TASK GOAL: The lines from the start of the records through the one containing "pub type SmoothCallback<'a>" are to be restated word for word; please include both ends.
=====
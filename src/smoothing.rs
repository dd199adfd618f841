//! Laplacian-style mesh relaxation: centroid, center-of-mass, and
//! area-weighted variants (spec §4.8). A reference collaborator, not part of
//! the Dynamic Relaxation core — this module does not depend on `solver::*`.

use std::collections::HashMap;

use nalgebra::Vector3;

/// Adjacency of a vertex graph: for each vertex, the ordered list of
/// neighbouring vertex keys.
pub type Adjacency = HashMap<usize, Vec<usize>>;

/// A face as an ordered list of vertex keys, for the area-weighted variant.
pub type Faces = HashMap<usize, Vec<usize>>;

/// Observer invoked once per smoothing pass with `(vertices, k)`.
pub type SmoothCallback<'a> = dyn FnMut(&HashMap<usize, Vector3<f64>>, usize) + 'a;

fn centroid(points: &[Vector3<f64>]) -> Vector3<f64> {
    if points.is_empty() {
        return Vector3::zeros();
    }
    let sum: Vector3<f64> = points.iter().fold(Vector3::zeros(), |acc, p| acc + p);
    sum / points.len() as f64
}

/// Signed area and centroid of a (possibly non-planar, assumed near-planar)
/// polygon via the fan-triangulation shoelace sum around its own centroid.
fn polygon_centroid_and_area(points: &[Vector3<f64>]) -> (Vector3<f64>, f64) {
    if points.len() < 3 {
        return (centroid(points), 0.0);
    }
    let o = centroid(points);
    let mut area = 0.0;
    let mut weighted = Vector3::zeros();
    for i in 0..points.len() {
        let a = points[i] - o;
        let b = points[(i + 1) % points.len()] - o;
        let cross = a.cross(&b);
        let tri_area = 0.5 * cross.norm();
        let tri_centroid = o + (a + b) / 3.0;
        area += tri_area;
        weighted += tri_centroid * tri_area;
    }
    if area > 0.0 {
        (weighted / area, area)
    } else {
        (o, 0.0)
    }
}

/// Move each non-fixed vertex toward the centroid of its neighbours, `kmax`
/// times, under damping `d` (spec §4.8 `smooth_centroid`).
///
/// Each pass snapshots the vertex positions before writing (Jacobi, not
/// Gauss-Seidel) so that every vertex relaxes against the same prior state.
pub fn smooth_centroid(
    vertices: &mut HashMap<usize, Vector3<f64>>,
    adjacency: &Adjacency,
    fixed: &[usize],
    kmax: usize,
    damping: f64,
    mut callback: Option<&mut SmoothCallback<'_>>,
) {
    let fixed: std::collections::HashSet<usize> = fixed.iter().copied().collect();

    for k in 0..kmax {
        let snapshot = vertices.clone();

        for (&key, point) in snapshot.iter() {
            if fixed.contains(&key) {
                continue;
            }
            let Some(nbrs) = adjacency.get(&key) else {
                continue;
            };
            let neighbour_points: Vec<Vector3<f64>> =
                nbrs.iter().filter_map(|n| snapshot.get(n)).copied().collect();
            let target = centroid(&neighbour_points);
            let updated = point + damping * (target - point);
            vertices.insert(key, updated);
        }

        if let Some(cb) = callback.as_deref_mut() {
            cb(vertices, k);
        }
    }
}

/// Move each non-fixed vertex toward the center-of-mass of the polygon
/// formed by its (ordered) neighbours (spec §4.8 `smooth_centerofmass`).
///
/// The caller must supply neighbours in ring order for the polygon to be
/// well-formed; this is documented, not enforced.
pub fn smooth_center_of_mass(
    vertices: &mut HashMap<usize, Vector3<f64>>,
    adjacency: &Adjacency,
    fixed: &[usize],
    kmax: usize,
    damping: f64,
    mut callback: Option<&mut SmoothCallback<'_>>,
) {
    let fixed: std::collections::HashSet<usize> = fixed.iter().copied().collect();

    for k in 0..kmax {
        let snapshot = vertices.clone();

        for (&key, point) in snapshot.iter() {
            if fixed.contains(&key) {
                continue;
            }
            let Some(nbrs) = adjacency.get(&key) else {
                continue;
            };
            let ring: Vec<Vector3<f64>> =
                nbrs.iter().filter_map(|n| snapshot.get(n)).copied().collect();
            let (target, _) = polygon_centroid_and_area(&ring);
            let updated = point + damping * (target - point);
            vertices.insert(key, updated);
        }

        if let Some(cb) = callback.as_deref_mut() {
            cb(vertices, k);
        }
    }
}

/// Move each non-fixed vertex toward the area-weighted centroid of its
/// incident faces (spec §4.8 `smooth_area`).
pub fn smooth_area_weighted(
    vertices: &mut HashMap<usize, Vector3<f64>>,
    faces: &Faces,
    adjacency: &Adjacency,
    fixed: &[usize],
    kmax: usize,
    damping: f64,
    mut callback: Option<&mut SmoothCallback<'_>>,
) {
    let fixed: std::collections::HashSet<usize> = fixed.iter().copied().collect();

    for k in 0..kmax {
        let snapshot = vertices.clone();

        let mut face_centroid = HashMap::with_capacity(faces.len());
        let mut face_area = HashMap::with_capacity(faces.len());
        for (&fkey, keys) in faces.iter() {
            let pts: Vec<Vector3<f64>> = keys.iter().filter_map(|k| snapshot.get(k)).copied().collect();
            let (c, a) = polygon_centroid_and_area(&pts);
            face_centroid.insert(fkey, c);
            face_area.insert(fkey, a);
        }

        for (&key, point) in snapshot.iter() {
            if fixed.contains(&key) {
                continue;
            }
            let Some(incident) = adjacency.get(&key) else {
                continue;
            };

            let mut total_area = 0.0;
            let mut weighted = Vector3::zeros();
            for fkey in incident {
                if let (Some(&a), Some(&c)) = (face_area.get(fkey), face_centroid.get(fkey)) {
                    weighted += c * a;
                    total_area += a;
                }
            }

            let target = if total_area > 0.0 {
                weighted / total_area
            } else {
                *point
            };
            let updated = point + damping * (target - point);
            vertices.insert(key, updated);
        }

        if let Some(cb) = callback.as_deref_mut() {
            cb(vertices, k);
        }
    }
}
//! The Dynamic Relaxation kernel: edge-law assembly, mass estimation, the
//! Runge-Kutta integrator, and the iteration driver.

pub mod driver;
pub mod edge_law;
pub mod integrator;
pub mod mass;

pub use driver::dr;
use crate::player::session::{SessionEvent, SessionHandle};
use crate::renderer::frame_slot::FrameSlot;
use crossbeam_channel::Receiver;
use egui::{Color32, ColorImage, Context, TextureHandle, TextureOptions};
use log::{debug, info};
use std::time::Duration;

/// 播放窗口 - 显示 `FrameSlot` 里的最新帧，关闭窗口即停止会话
pub struct PlayerWindow {
    slot: FrameSlot,
    handle: SessionHandle,
    events: Receiver<SessionEvent>,
    texture: Option<TextureHandle>,
    frame_size: [usize; 2],
}

impl PlayerWindow {
    pub fn new(slot: FrameSlot, handle: SessionHandle, events: Receiver<SessionEvent>) -> Self {
        Self {
            slot,
            handle,
            events,
            texture: None,
            frame_size: [0, 0],
        }
    }

    fn upload_latest_frame(&mut self, ctx: &Context) {
        let Some(frame) = self.slot.take() else {
            return;
        };
        let size = [frame.width as usize, frame.height as usize];
        let image = ColorImage::from_rgba_unmultiplied(size, &frame.data);

        match self.texture.as_mut() {
            // 尺寸不变时只更新纹理数据
            Some(texture) if self.frame_size == size => texture.set(image, TextureOptions::LINEAR),
            _ => {
                info!("🆕 创建视频纹理: {}x{}", size[0], size[1]);
                self.texture = Some(ctx.load_texture("video_frame", image, TextureOptions::LINEAR));
                self.frame_size = size;
            }
        }
    }

    fn poll_session(&mut self, ctx: &Context) {
        while let Ok(event) = self.events.try_recv() {
            debug!("会话事件: {:?}", event);
            if let SessionEvent::Stopped(reason) = event {
                info!("🛑 会话结束（{:?}），关闭窗口", reason);
                ctx.send_viewport_cmd(egui::ViewportCommand::Close);
            }
        }
    }
}

impl eframe::App for PlayerWindow {
    fn update(&mut self, ctx: &Context, _frame: &mut eframe::Frame) {
        if ctx.input(|i| i.viewport().close_requested()) {
            self.slot.request_close();
            self.handle.request_stop();
        }

        self.poll_session(ctx);
        self.upload_latest_frame(ctx);

        egui::CentralPanel::default()
            .frame(egui::Frame::none().fill(Color32::BLACK))
            .show(ctx, |ui| {
                if let Some(texture) = &self.texture {
                    // 保持宽高比居中显示
                    let available = ui.available_size();
                    let [w, h] = self.frame_size;
                    let scale = (available.x / w as f32).min(available.y / h as f32);
                    let size = egui::vec2(w as f32 * scale, h as f32 * scale);
                    ui.centered_and_justified(|ui| {
                        ui.image((texture.id(), size));
                    });
                }
            });

        ctx.request_repaint_after(Duration::from_millis(16));
    }
}

/// 在当前（主）线程上运行窗口，直到窗口关闭
pub fn run_window(title: &str, width: u32, height: u32, window: PlayerWindow) -> anyhow::Result<()> {
    let options = eframe::NativeOptions {
        viewport: egui::ViewportBuilder::default()
            .with_inner_size([width as f32, height as f32])
            .with_title(title),
        ..Default::default()
    };

    eframe::run_native(title, options, Box::new(|_cc| Box::new(window)))
        .map_err(|e| anyhow::anyhow!("窗口启动失败: {}", e))
}
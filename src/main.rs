use anyhow::{anyhow, Result};
use clap::Parser;
use ffmpeg_next as ffmpeg;
use log::{info, warn};
use mini_player::cli::{Cli, Command};
use mini_player::logging;
use mini_player::core::{AudioStreamInfo, PixelFormat, PlayerConfig, VideoStreamInfo};
use mini_player::player::{
    inspect, rational, AudioOutput, AudioPipeline, CpalAudioOutput, FfmpegAudioDecoder, FfmpegDemuxer, FfmpegVideoDecoder,
    PcmFileSource, QuitFlag, Session, SessionEvent, SwrResampler, SwsScaler, VideoRenderLoop,
};
use mini_player::renderer::{run_window, FrameSlot, PlayerWindow, SlotRenderer};
use std::path::Path;
use std::sync::atomic::Ordering;
use std::thread;
use std::time::Duration;

fn main() -> Result<()> {
    // 初始化日志，RUST_LOG 覆盖默认级别
    logging::builder(std::env::var("RUST_LOG").ok().as_deref()).init();

    let cli = Cli::parse();
    let command = cli.mode()?;
    let config = match &cli.config {
        Some(path) => PlayerConfig::load(path)?,
        None => PlayerConfig::default(),
    };

    ffmpeg::init().map_err(|e| anyhow!("FFmpeg 初始化失败: {}", e))?;
    info!("✅ FFmpeg 初始化成功");

    match command {
        Command::Info(url) => {
            let media_info = inspect(&url)?;
            println!("{}", serde_json::to_string_pretty(&media_info)?);
            Ok(())
        }
        Command::Pcm { path, rate, channels } => play_pcm(&path, rate, channels, &config),
        Command::Play(url) => play(&url, &config),
    }
}

fn play(url: &str, config: &PlayerConfig) -> Result<()> {
    let demuxer = FfmpegDemuxer::open(url)?;

    // 解码器打开失败属于会话级错误，播放不会开始
    let video = demuxer
        .video_stream()
        .map(|stream| -> Result<_> {
            let decoder = FfmpegVideoDecoder::from_stream(&stream)?;
            let info = VideoStreamInfo {
                index: stream.index(),
                time_base: rational(stream.time_base()),
                width: decoder.width(),
                height: decoder.height(),
                display_width: config.display.width,
                display_height: config.display.height,
                display_format: PixelFormat::RGBA,
            };
            Ok((decoder, info))
        })
        .transpose()?;

    let audio = demuxer
        .audio_stream()
        .map(|stream| -> Result<_> {
            let decoder = FfmpegAudioDecoder::from_stream(&stream)?;
            Ok((decoder, stream.index(), rational(stream.time_base())))
        })
        .transpose()?;

    let mut session: Session<ffmpeg::frame::Video> = Session::new(Box::new(demuxer), config);

    if let Some((decoder, index, time_base)) = audio {
        let source = decoder.spec();
        let device = CpalAudioOutput::new(source.sample_rate, source.channels, config.audio.device_buffer_frames)?;
        let info = AudioStreamInfo {
            index,
            time_base,
            source,
            output: device.actual_spec(),
        };
        let pipeline = AudioPipeline::new(
            session.queue(),
            Box::new(decoder),
            Box::new(SwrResampler::new(info.output)),
            &info,
            config.audio.residual_capacity,
        )
        .with_clock(session.clock());
        session.attach_audio(pipeline, Box::new(device));
    }

    let slot = FrameSlot::new();
    let has_video = video.is_some();
    if let Some((decoder, info)) = video {
        let scaler = SwsScaler::new(info.time_base, info.display_width, info.display_height);
        let render_loop = VideoRenderLoop::new(
            Box::new(decoder),
            Box::new(scaler),
            Box::new(SlotRenderer::new(slot.clone())),
            &info,
        )
        .with_present_delay(config.video.present_delay_ms)
        .with_clock(session.clock());
        session.attach_video(render_loop);
    }

    let events = session.subscribe();
    let handle = session.handle();

    let dispatch = thread::Builder::new()
        .name("dispatch".to_string())
        .spawn(move || {
            let result = session.run();
            session.shutdown();
            result
        })?;

    if has_video {
        let window = PlayerWindow::new(slot, handle.clone(), events);
        if let Err(e) = run_window(url, config.display.width, config.display.height, window) {
            warn!("{}", e);
        }
        handle.request_stop();
    } else {
        // 纯音频：等会话自己结束
        for event in events.iter() {
            if let SessionEvent::Stopped(_) = event {
                break;
            }
        }
    }

    let reason = dispatch.join().map_err(|_| anyhow!("分发线程异常退出"))??;
    info!("👋 播放结束: {:?}", reason);
    Ok(())
}

fn play_pcm(path: &Path, rate: u32, channels: u16, config: &PlayerConfig) -> Result<()> {
    let quit = QuitFlag::new();
    let source = PcmFileSource::open(path, rate, channels, quit.clone())?;
    let finished = source.finished();

    let mut device = CpalAudioOutput::new(rate, channels, config.audio.device_buffer_frames)?;
    if device.actual_spec() != source.spec() {
        warn!(
            "⚠️ 设备不支持 {} Hz / {} 声道，按 {:?} 播放（不做重采样）",
            rate,
            channels,
            device.actual_spec()
        );
    }

    device.start(Box::new(source))?;
    while !finished.load(Ordering::SeqCst) && !quit.is_raised() {
        thread::sleep(Duration::from_millis(20));
    }
    device.stop();
    Ok(())
}
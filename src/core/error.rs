use std::collections::TryReserveError;
use thiserror::Error;

#[derive(Error, Debug)]
pub enum PlayerError {
    #[cfg(feature = "ffmpeg")]
    #[error("FFmpeg 错误: {0}")]
    FFmpegError(#[from] ffmpeg_next::Error),

    #[error("IO 错误: {0}")]
    IoError(#[from] std::io::Error),

    #[error("无法打开文件: {0}")]
    OpenError(String),

    #[error("无法找到可播放的音频或视频流")]
    NoPlayableStream,

    #[error("无法打开解码器: {0}")]
    DecoderOpenError(String),

    #[error("解码错误: {0}")]
    DecodeError(String),

    #[error("重采样错误: {0}")]
    ResampleError(String),

    #[error("图像转换错误: {0}")]
    ScaleError(String),

    #[error("渲染错误: {0}")]
    RenderError(String),

    #[error("音频输出错误: {0}")]
    AudioError(String),

    #[error("数据包复制失败: {0}")]
    AllocError(#[from] TryReserveError),

    #[error("配置解析失败: {0}")]
    ConfigError(#[from] serde_json::Error),

    #[error("其他错误: {0}")]
    Other(String),

    #[error("Anyhow 错误: {0}")]
    AnyhowError(#[from] anyhow::Error),
}

impl PlayerError {
    /// 是否为会话级致命错误（播放无法开始）
    ///
    /// 其余错误只影响单个数据包/帧，记录日志后跳过即可。
    pub fn is_fatal(&self) -> bool {
        match self {
            #[cfg(feature = "ffmpeg")]
            PlayerError::FFmpegError(_) => false,
            PlayerError::IoError(_)
            | PlayerError::OpenError(_)
            | PlayerError::NoPlayableStream
            | PlayerError::DecoderOpenError(_)
            | PlayerError::AudioError(_)
            | PlayerError::ConfigError(_) => true,
            PlayerError::DecodeError(_)
            | PlayerError::ResampleError(_)
            | PlayerError::ScaleError(_)
            | PlayerError::RenderError(_)
            | PlayerError::AllocError(_) => false,
            PlayerError::Other(_) | PlayerError::AnyhowError(_) => true,
        }
    }
}

pub type Result<T> = std::result::Result<T, PlayerError>;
=====
RESULT FOR THIS TASK:
filename src/smoothing.rs
repository dd199adfd618f841
//! Laplacian-style mesh relaxation: centroid, center-of-mass, and
//! area-weighted variants (spec §4.8). A reference collaborator, not part of
//! the Dynamic Relaxation core — this module does not depend on `solver::*`.

use std::collections::HashMap;

use nalgebra::Vector3;

/// Adjacency of a vertex graph: for each vertex, the ordered list of
/// neighbouring vertex keys.
pub type Adjacency = HashMap<usize, Vec<usize>>;

/// A face as an ordered list of vertex keys, for the area-weighted variant.
pub type Faces = HashMap<usize, Vec<usize>>;

/// Observer invoked once per smoothing pass with `(vertices, k)`.
pub type SmoothCallback<'a> = dyn FnMut(&HashMap<usize, Vector3<f64>>, usize) + 'a;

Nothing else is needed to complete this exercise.